▶
//! Update logic for the suggest widget.

use super::model::{committed, fetch, Model};
use super::types::{SelectMsg, SuggestErrorMsg, SuggestionsMsg};
use crate::key::matches_binding;
use crate::rule::match_rule;
use bubbletea_rs::{Cmd, KeyMsg, Msg};

impl Model {
    /// Processes a message and updates the widget state.
    ///
    /// Handles fetch results, message-driven selection, and key input.
    /// Messages tagged with another widget's id are ignored, as are key
    /// messages while the input is unfocused.
    pub fn update(&mut self, msg: Msg) -> Option<Cmd> {
        if let Some(results) = msg.downcast_ref::<SuggestionsMsg>() {
            if results.id == self.id {
                self.apply_results(results);
            }
            return None;
        }

        if let Some(err) = msg.downcast_ref::<SuggestErrorMsg>() {
            if err.id == self.id {
                tracing::warn!(widget = self.id, error = %err.error, "suggestion lookup failed");
                self.reset_panel();
            }
            return None;
        }

        if let Some(select) = msg.downcast_ref::<SelectMsg>() {
            if select.id == self.id {
                return self.select(select.index);
            }
            return None;
        }

        if let Some(key) = msg.downcast_ref::<KeyMsg>() {
            return self.handle_key(key);
        }

        None
    }

    fn handle_key(&mut self, key: &KeyMsg) -> Option<Cmd> {
        if !self.input.focused() {
            return None;
        }

        // Panel navigation only applies while the panel is open with items.
        if self.open && !self.last_suggestions.is_empty() {
            if matches_binding(key, &self.key_map.next_suggestion) {
                self.move_active(1);
                return None;
            }
            if matches_binding(key, &self.key_map.prev_suggestion) {
                self.move_active(-1);
                return None;
            }
            if matches_binding(key, &self.key_map.accept_suggestion) {
                let index = self.active.unwrap_or(0);
                return self.commit(index);
            }
            if matches_binding(key, &self.key_map.dismiss) {
                self.reset_panel();
                return None;
            }
        }

        if matches_binding(key, &self.key_map.clear) {
            return self.clear();
        }

        self.input.handle_key(key);
        self.sync_value()
    }

    /// Reacts to an input-value change: refreshes the clear affordance and
    /// either issues a fetch for the matched rule or closes the panel.
    fn sync_value(&mut self) -> Option<Cmd> {
        let value = self.input.value();
        if value == self.last_value {
            return None;
        }
        self.last_value = value.clone();
        self.clear_visible = !value.trim().is_empty();

        match match_rule(&self.rules, &value) {
            Some((rule, query)) => Some(fetch(
                self.client.clone(),
                rule.clone(),
                query.to_string(),
                self.id,
            )),
            None => {
                self.reset_panel();
                None
            }
        }
    }

    /// Applies a resolved lookup.
    ///
    /// The result unconditionally overwrites the stored suggestions and rule,
    /// whatever order responses arrive in. An empty set closes the panel; a
    /// set containing an exact formatted match of the current trimmed input
    /// keeps the panel closed (the input is already a completed choice);
    /// anything else opens the panel with no active selection.
    fn apply_results(&mut self, results: &SuggestionsMsg) {
        self.last_suggestions = results.suggestions.clone();
        self.last_matched = Some(results.rule.clone());

        if self.last_suggestions.is_empty() {
            self.reset_panel();
            return;
        }

        let current = self.input.value();
        let current = current.trim().to_lowercase();
        let exact = self
            .last_suggestions
            .iter()
            .any(|s| results.rule.formatted(s).to_lowercase() == current);
        if exact {
            self.close_panel();
            return;
        }

        self.open = true;
        self.active = None;
        self.window_offset = 0;
    }

    /// Moves the active index by one, saturating at the list edges.
    ///
    /// From no selection, both directions land on item 0; moving past the
    /// last item stays on the last item. The panel window follows the index.
    fn move_active(&mut self, dir: i32) {
        let len = self.last_suggestions.len();
        if len == 0 {
            return;
        }

        let next = match (self.active, dir >= 0) {
            (None, _) => 0,
            (Some(i), true) => (i + 1).min(len - 1),
            (Some(i), false) => i.saturating_sub(1),
        };
        self.active = Some(next);
        self.scroll_active_into_view();
    }

    fn scroll_active_into_view(&mut self) {
        let Some(active) = self.active else {
            return;
        };
        if active < self.window_offset {
            self.window_offset = active;
        } else if active >= self.window_offset + self.max_visible {
            self.window_offset = active + 1 - self.max_visible;
        }
    }

    /// Commits the suggestion at `index`: rewrites the input with its
    /// formatted value, closes the panel, refreshes the clear affordance,
    /// and emits a [`super::CommittedMsg`] for the host.
    ///
    /// An out-of-range index falls back to item 0. Returns `None` when there
    /// is nothing to commit.
    pub fn commit(&mut self, index: usize) -> Option<Cmd> {
        let rule = self.last_matched.clone()?;
        if self.last_suggestions.is_empty() {
            return None;
        }
        let index = if index < self.last_suggestions.len() {
            index
        } else {
            0
        };

        let value = rule.formatted(&self.last_suggestions[index]);
        self.input.set_value(&value);
        self.last_value = value.clone();
        self.clear_visible = !value.trim().is_empty();
        self.reset_panel();
        self.input.focus();
        Some(committed(self.id, value))
    }

    /// Message-driven selection entry point; see [`super::SelectMsg`].
    pub fn select(&mut self, index: usize) -> Option<Cmd> {
        self.commit(index)
    }

    /// Empties the input, closes the panel, and notifies the host so its
    /// own search re-runs against the empty value.
    pub fn clear(&mut self) -> Option<Cmd> {
        self.input.reset();
        self.last_value.clear();
        self.clear_visible = false;
        self.reset_panel();
        self.input.focus();
        Some(committed(self.id, String::new()))
    }

    /// Closes the panel without touching the stored result set.
    fn close_panel(&mut self) {
        self.open = false;
        self.active = None;
        self.window_offset = 0;
    }

    /// Closes the panel and clears the result state.
    pub(super) fn reset_panel(&mut self) {
        self.close_panel();
        self.last_suggestions.clear();
        self.last_matched = None;
    }
}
◀
• _HOW TO COMPLETE THIS TASK_:
Once the line containing "and key input." has been set down, nothing more is wanted; set down each line of the listing above up to it exactly, starting with the first.

• _ANSWER BOX_:
//! Update logic for the suggest widget.

use super::model::{committed, fetch, Model};
use super::types::{SelectMsg, SuggestErrorMsg, SuggestionsMsg};
use crate::key::matches_binding;
use crate::rule::match_rule;
use bubbletea_rs::{Cmd, KeyMsg, Msg};

impl Model {
    /// Processes a message and updates the widget state.
    ///
    /// Handles fetch results, message-driven selection, and key input.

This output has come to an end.